The climate is changing too rapidly for coral reefs to adapt, so researchers in Australia and Hawaii have proposed a novel solution: help them adapt faster.

The researchers call the approach "assisted evolution." In a sense, it’s the same thing we’ve been doing with domesticated plants and animals for thousands of years, cross-breeding organisms for desirable traits. But the idea of using these methods for the purposes of conservation is new. The traits that scientists are looking for aren’t things like faster growth or more edible meat, but the ability to survive in a changing environment. The researchers admit their approach is "extremely novel" and view the project as a proof of concept, according to the paper published in PNAS earlier this week.

Conservation is traditionally understood as, well, conservation — setting aside land where habitats can thrive free from human meddling. Ironically, this often requires a great deal of human meddling. Humans help endangered birds breed, then teach them their migratory routes, and maybe even develop complex markets to rent land for them to rest on during their flights. People have to drive (or shoot) salmon around stretches of river that have become too dry or dammed for them to pass on their own. The coral project goes a step further, proposing that we modify the animals themselves.

Madeleine Van Oppen, a researcher at the Australian Institute of Marine Science and the lead author of the paper, acknowledges that this will be controversial. The idea of modifying a species and introducing it to the wild in the hopes that it crossbreeds and spreads is a departure from traditional conservation, with its focus on preservation and the elimination of invasive species. But it’s easy to see how you get there once you start thinking about how to deal with a problem as vast as climate change. Many reefs are already set aside as conservation areas, but that’s not enough when the entire ocean is changing at an unprecedented rate.

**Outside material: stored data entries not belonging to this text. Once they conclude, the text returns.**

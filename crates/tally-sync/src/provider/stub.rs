//! Local HTTP stand-ins for provider APIs.

use axum::Router;

/// Serves `app` on an ephemeral local port; returns its base URL.
pub(crate) async fn serve(app: Router) -> String {
    let listener = tokio::net::TcpListener::bind("127.0.0.1:0")
        .await
        .expect("bind");
    let addr = listener.local_addr().expect("local addr");
    tokio::spawn(async move {
        let _ = axum::serve(listener, app).await;
    });
    format!("http://{addr}")
}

"Some people have objections in principle to any manipulations," says van Oppen, "but I think these manipulations are pretty minor. Plus climate change demands it." Even if these methods work, she says, "We’ll never be able to preserve everything."

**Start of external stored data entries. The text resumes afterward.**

//! # Credential Vault
//!
//! AES-256-GCM sealing of provider credentials.
//!
//! ## Bundle Layout
//! ```text
//! ┌─────────────────────────────────────────────────────────────────────────┐
//! │  payload (JSON) ──► AES-256-GCM(key, random 96-bit iv)                  │
//! │                          │                                              │
//! │                          ▼                                              │
//! │             ciphertext ‖ 128-bit tag                                    │
//! │                          │                                              │
//! │            ┌─────────────┼──────────────┐                               │
//! │            ▼             ▼              ▼                               │
//! │    { iv: base64,   tag: base64,   data: base64 }                        │
//! │                                                                         │
//! │  Opening verifies the tag BEFORE any plaintext is released. A wrong     │
//! │  key, a flipped bit in iv / tag / data: all are AuthenticationFailed.   │
//! └─────────────────────────────────────────────────────────────────────────┘
//! ```
//!
//! A fresh iv is drawn from the OS RNG for every seal, so sealing the same
//! payload twice never produces the same bundle.

use aes_gcm::aead::Aead;
use aes_gcm::{Aes256Gcm, KeyInit, Nonce};
use base64::engine::general_purpose::STANDARD as BASE64;
use base64::Engine;
use rand::rngs::OsRng;
use rand::RngCore;
use serde::de::DeserializeOwned;
use serde::{Deserialize, Serialize};
use std::fmt;

use crate::error::VaultError;

const KEY_LEN: usize = 32;
const IV_LEN: usize = 12;
const TAG_LEN: usize = 16;

// =============================================================================
// Key
// =============================================================================

/// The 256-bit vault key.
///
/// Configured as 64 hex characters (`TALLY_VAULT_KEY` or `[vault] key_hex`).
#[derive(Clone)]
pub struct VaultKey([u8; KEY_LEN]);

impl VaultKey {
    /// Parses a key from 64 hex characters.
    ///
    /// ## Example
    /// ```rust
    /// use tally_core::VaultKey;
    ///
    /// assert!(VaultKey::from_hex(&"ab".repeat(32)).is_ok());
    /// assert!(VaultKey::from_hex("abcd").is_err());
    /// ```
    pub fn from_hex(key_hex: &str) -> Result<Self, VaultError> {
        let mut key = [0u8; KEY_LEN];
        hex::decode_to_slice(key_hex.trim(), &mut key)
            .map_err(|e| VaultError::InvalidKeyMaterial(format!("vault key: {}", e)))?;
        Ok(VaultKey(key))
    }

    /// Draws a fresh random key.
    pub fn generate() -> Self {
        let mut key = [0u8; KEY_LEN];
        OsRng.fill_bytes(&mut key);
        VaultKey(key)
    }

    /// Hex form, for writing a freshly generated key to config.
    pub fn to_hex(&self) -> String {
        hex::encode(self.0)
    }

    fn cipher(&self) -> Result<Aes256Gcm, VaultError> {
        Aes256Gcm::new_from_slice(&self.0)
            .map_err(|_| VaultError::InvalidKeyMaterial("key length".to_string()))
    }
}

impl fmt::Debug for VaultKey {
    fn fmt(&self, f: &mut fmt::Formatter<'_>) -> fmt::Result {
        f.write_str("VaultKey(<redacted>)")
    }
}

// =============================================================================
// Bundle
// =============================================================================

/// A sealed credential.
#[derive(Debug, Clone, PartialEq, Eq, Serialize, Deserialize)]
pub struct CipherBundle {
    pub iv: String,
    pub tag: String,
    pub data: String,
}

/// Serializes `payload` to JSON and seals it.
pub fn seal<T: Serialize>(key: &VaultKey, payload: &T) -> Result<CipherBundle, VaultError> {
    let plaintext =
        serde_json::to_vec(payload).map_err(|e| VaultError::Payload(e.to_string()))?;

    let cipher = key.cipher()?;
    let mut iv = [0u8; IV_LEN];
    OsRng.fill_bytes(&mut iv);
    let nonce = Nonce::from_slice(&iv);

    let mut sealed = cipher
        .encrypt(nonce, plaintext.as_ref())
        .map_err(|_| VaultError::Payload("encryption failed".to_string()))?;

    // aes-gcm appends the tag to the ciphertext; the bundle stores it apart.
    let tag = sealed.split_off(sealed.len() - TAG_LEN);

    Ok(CipherBundle {
        iv: BASE64.encode(iv),
        tag: BASE64.encode(tag),
        data: BASE64.encode(sealed),
    })
}

/// Verifies and decrypts `bundle`, then deserializes the payload.
pub fn open<T: DeserializeOwned>(key: &VaultKey, bundle: &CipherBundle) -> Result<T, VaultError> {
    let iv = decode("iv", &bundle.iv)?;
    if iv.len() != IV_LEN {
        return Err(VaultError::MalformedBundle(format!(
            "iv must be {} bytes, got {}",
            IV_LEN,
            iv.len()
        )));
    }
    let tag = decode("tag", &bundle.tag)?;
    if tag.len() != TAG_LEN {
        return Err(VaultError::MalformedBundle(format!(
            "tag must be {} bytes, got {}",
            TAG_LEN,
            tag.len()
        )));
    }
    let mut sealed = decode("data", &bundle.data)?;
    sealed.extend_from_slice(&tag);

    let cipher = key.cipher()?;
    let plaintext = cipher
        .decrypt(Nonce::from_slice(&iv), sealed.as_ref())
        .map_err(|_| VaultError::AuthenticationFailed)?;

    serde_json::from_slice(&plaintext).map_err(|e| VaultError::Payload(e.to_string()))
}

fn decode(part: &str, value: &str) -> Result<Vec<u8>, VaultError> {
    BASE64
        .decode(value.as_bytes())
        .map_err(|e| VaultError::MalformedBundle(format!("{}: {}", part, e)))
}

// =============================================================================
// Unit Tests
// =============================================================================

Coral reefs in the Caribbean, Australia, and elsewhere have seen drastic declines in recent years, as ocean water gets warmer and more acidic. They’re also under pressure from pollution, like nutrient runoff, and invasive predators, like coral-eating starfish. In Australia, a recent survey found that the Great Barrier Reef had lost over half its initial coral cover, and another study predicted that coral could decline to under 10 percent if warming trends continue. Much of that change is already locked into the climate system and would occur even if we manage to curb CO2 emissions tomorrow. (Obviously, it will be far worse if we don’t.) Van Oppen says we need to focus on reducing CO2, but we should also think about new ways of coping with change that at this point is inevitable.

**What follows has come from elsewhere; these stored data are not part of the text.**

//! # Clover adapter
//!
//! Offset pagination over `GET /v3/merchants/{mId}/orders`. Like Toast, a
//! full page means there may be more.
//!
//! Clover speaks minor units and epoch milliseconds. `unitQty` is in
//! thousandths and only present on weighted items; a line without it is one
//! unit. Discount amounts come back negative.

use async_trait::async_trait;
use chrono::{DateTime, TimeZone, Utc};
use serde::{Deserialize, Serialize};
use serde_json::json;
use tracing::{debug, warn};

use super::http::ProviderHttp;
use super::{default_token_expiry, AdapterContext, AdapterFactory, Page, PosAdapter, SalesSource};
use crate::error::{SyncError, SyncResult};
use tally_core::{CanonicalSale, CredentialPayload, Money, SaleLine, SaleMeta};

pub const PROVIDER: &str = "clover";
pub const DEFAULT_BASE_URL: &str = "https://api.clover.com";

// =============================================================================
// Raw Records
// =============================================================================

/// Clover's `{ "elements": [...] }` wrapper.
#[derive(Debug, Clone, PartialEq, Serialize, Deserialize)]
pub struct Elements<T> {
    #[serde(default = "Vec::new")]
    pub elements: Vec<T>,
}

impl<T> Default for Elements<T> {
    fn default() -> Self {
        Elements {
            elements: Vec::new(),
        }
    }
}

#[derive(Debug, Clone, PartialEq, Serialize, Deserialize)]
#[serde(rename_all = "camelCase")]
pub struct CloverItemRef {
    pub id: String,
}

#[derive(Debug, Clone, PartialEq, Serialize, Deserialize)]
#[serde(rename_all = "camelCase")]
pub struct CloverLineItem {
    pub id: String,
    #[serde(default)]
    pub item: Option<CloverItemRef>,
    #[serde(default)]
    pub name: String,
    /// Unit price, minor units.
    #[serde(default)]
    pub price: i64,
    /// Quantity in thousandths.
    #[serde(default)]
    pub unit_qty: Option<i64>,
    #[serde(default)]
    pub refunded: bool,
}

#[derive(Debug, Clone, PartialEq, Serialize, Deserialize)]
#[serde(rename_all = "camelCase")]
pub struct CloverDiscount {
    #[serde(default)]
    pub amount: i64,
}

/// A Clover order with expanded line items.
#[derive(Debug, Clone, PartialEq, Serialize, Deserialize)]
#[serde(rename_all = "camelCase")]
pub struct CloverOrder {
    pub id: String,
    /// Epoch milliseconds.
    pub created_time: i64,
    /// Minor units.
    #[serde(default)]
    pub total: i64,
    #[serde(default)]
    pub state: Option<String>,
    #[serde(default)]
    pub line_items: Elements<CloverLineItem>,
    #[serde(default)]
    pub discounts: Elements<CloverDiscount>,
}

#[derive(Debug, Deserialize)]
#[serde(rename_all = "camelCase")]
struct OrdersResponse {
    #[serde(default)]
    elements: Vec<CloverOrder>,
}

#[derive(Debug, Deserialize)]
struct RefreshResponse {
    access_token: String,
    /// Epoch seconds.
    #[serde(default)]
    access_token_expiration: Option<i64>,
    #[serde(default)]
    refresh_token: Option<String>,
}

// =============================================================================
// Mapper
// =============================================================================

fn from_millis(millis: i64) -> Option<DateTime<Utc>> {
    Utc.timestamp_millis_opt(millis).single()
}

/// Maps Clover orders to canonical sales.
///
/// Orders with an out-of-range `createdTime` are dropped with a warning.
pub fn map_sales(orders: &[CloverOrder]) -> Vec<CanonicalSale> {
    orders
        .iter()
        .filter_map(|order| {
            let Some(occurred_at) = from_millis(order.created_time) else {
                warn!(order_id = %order.id, created_time = order.created_time, "Dropping Clover order with invalid timestamp");
                return None;
            };

            let discount: i64 = order.discounts.elements.iter().map(|d| d.amount.abs()).sum();
            let items = order
                .line_items
                .elements
                .iter()
                .filter(|line| !line.refunded)
                .map(|line| SaleLine {
                    sku: line.item.as_ref().map(|item| item.id.clone()),
                    name: line.name.clone(),
                    qty: line.unit_qty.map(|q| q as f64 / 1000.0).unwrap_or(1.0),
                    price: Money::from_cents(line.price),
                })
                .collect();

            Some(CanonicalSale {
                external_id: order.id.clone(),
                occurred_at,
                total: Money::from_cents(order.total),
                discount: Money::from_cents(discount),
                tax: Money::zero(),
                status: order.state.as_ref().map(|s| s.to_ascii_lowercase()),
                items,
                meta: SaleMeta::new(PROVIDER),
            })
        })
        .collect()
}

// =============================================================================
// Adapter
// =============================================================================

/// Clover adapter bound to one merchant.
pub struct CloverAdapter {
    http: ProviderHttp,
    ctx: AdapterContext,
}

impl CloverAdapter {
    fn offset(cursor: Option<&str>) -> SyncResult<u64> {
        match cursor {
            None => Ok(0),
            Some(raw) => raw
                .parse()
                .map_err(|_| SyncError::Internal(format!("bad Clover offset cursor: {}", raw))),
        }
    }
}

#[async_trait]
impl PosAdapter for CloverAdapter {
    type Raw = CloverOrder;

    fn provider(&self) -> &'static str {
        PROVIDER
    }

    async fn validate(&self, api_key: &str) -> SyncResult<bool> {
        let path = format!("/v3/merchants/{}", self.ctx.merchant_ref());
        self.http
            .probe(self.http.get(&path).bearer_auth(api_key))
            .await
    }

    async fn fetch_raw(&self, cursor: Option<&str>) -> SyncResult<Page<CloverOrder>> {
        let range = self.ctx.require_range(PROVIDER)?;
        let offset = Self::offset(cursor)?;
        let limit = u64::from(self.ctx.page_size.max(1));

        let path = format!("/v3/merchants/{}/orders", self.ctx.merchant_ref());
        let request = self
            .http
            .get(&path)
            .bearer_auth(&self.ctx.credential.api_key)
            .query(&[
                ("filter", format!("createdTime>={}", range.start().timestamp_millis())),
                ("filter", format!("createdTime<{}", range.end_exclusive().timestamp_millis())),
                ("expand", "lineItems,discounts".to_string()),
                ("limit", limit.to_string()),
                ("offset", offset.to_string()),
            ]);
        let response: OrdersResponse = self.http.json(request).await?;

        let returned = response.elements.len() as u64;
        debug!(
            location_id = %self.ctx.location_id,
            offset,
            orders = returned,
            "Fetched Clover page"
        );
        Ok(Page {
            data: response.elements,
            next: (returned >= limit).then(|| (offset + returned).to_string()),
        })
    }

    fn map(&self, raw: Vec<CloverOrder>) -> Vec<CanonicalSale> {
        map_sales(&raw)
    }

    async fn refresh(&self, current: &CredentialPayload) -> SyncResult<CredentialPayload> {
        let refresh_token =
            current
                .refresh_token
                .as_deref()
                .ok_or_else(|| SyncError::RotationUnsupported {
                    provider: PROVIDER.to_string(),
                })?;

        let request = self
            .http
            .post("/oauth/v2/refresh")
            .json(&json!({ "refresh_token": refresh_token }));
        let token: RefreshResponse = self.http.json(request).await?;

        let expires_at = token
            .access_token_expiration
            .and_then(|secs| Utc.timestamp_opt(secs, 0).single())
            .unwrap_or_else(default_token_expiry);
        Ok(CredentialPayload {
            api_key: token.access_token,
            refresh_token: token.refresh_token.or_else(|| current.refresh_token.clone()),
            expires_at: Some(expires_at),
            merchant_ref: current.merchant_ref.clone(),
        })
    }
}

/// Builds [`CloverAdapter`]s.
pub struct CloverFactory {
    http: ProviderHttp,
}

impl CloverFactory {
    pub fn new(http: ProviderHttp) -> Self {
        CloverFactory { http }
    }
}

impl AdapterFactory for CloverFactory {
    fn provider(&self) -> &'static str {
        PROVIDER
    }

    fn create(&self, ctx: AdapterContext) -> Box<dyn SalesSource> {
        Box::new(CloverAdapter {
            http: self.http.clone(),
            ctx,
        })
    }
}

// =============================================================================
// Unit Tests
// =============================================================================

"We’re developing a toolbox," says van Oppen, emphasizing that any release of improved corals would only happen after extensive impact studies and public discussion.

Van Oppen’s team is using a machine called the Sea Simulator to mimic the future state of the ocean. It's essentially a giant aquarium that allows researchers to tweak temperature, acidity, salinity, and other variables simultaneously. For example, van Oppen can expose her corals to the predicted ocean temperature and acidity of a reef off the coast of Australia, down to modeled ocean cycles, and grow them over a period of several years.

By exposing coral to the hot, acidic water of future seas, van Oppen hopes to find corals that can weather the change, then breed them with other hardy types. Van Oppen will be crossing between closely related species, as well as within single species, looking for traits that confer resilience to climate change.

And it’s not just the coral. Van Oppen will also be attempting to manipulate the bacteria and algae that live within coral; they have a faster rate of evolution, and may play a role in the ability of coral to withstand high temperature. When coral "bleaches," a symptom of stress, it’s because it jettisons its symbiotic algae, weakening its immune system. If more resilient algae can be evolved, the researchers hope, maybe it could make the coral more resilient too.

"When we cross within species, we’re looking for individuals with certain traits," says van Oppen. "When we cross different species, we’re just hoping we’re lucky and get some positive phenotypic results." She cites an example in the Caribbean, where two species of coral in highly damaged environments hybridized on their own. Such natural hybridization may occur more frequently than previously thought. "It happens naturally, we want to see if we can we harness these mechanisms to help the coral become more resilient."

Traditional conservation efforts already keep genetic diversity and adaptation in mind. The Nature Conservancy has been trying to restore dying reefs in the Caribbean for the last decade or so, partly by planting them with staghorn and elkhorn corals, which have seen massive die-offs since the 1980s. Right now they’re trying to collect genetically diverse samples and put them on the reef where they can breed and maybe evolve, says James Byrne, the Conservancy’s marine program manager. "Our theory is that the remaining pool is too far apart to breed."

As for a more aggressive and intentional breeding program like the one being tested, Byrne says there may come a time when that’s necessary. "This approach they're talking about takes it a step farther," says Byrne. "We may get there, we may have to start looking at that. I think it’s great people are looking at it now."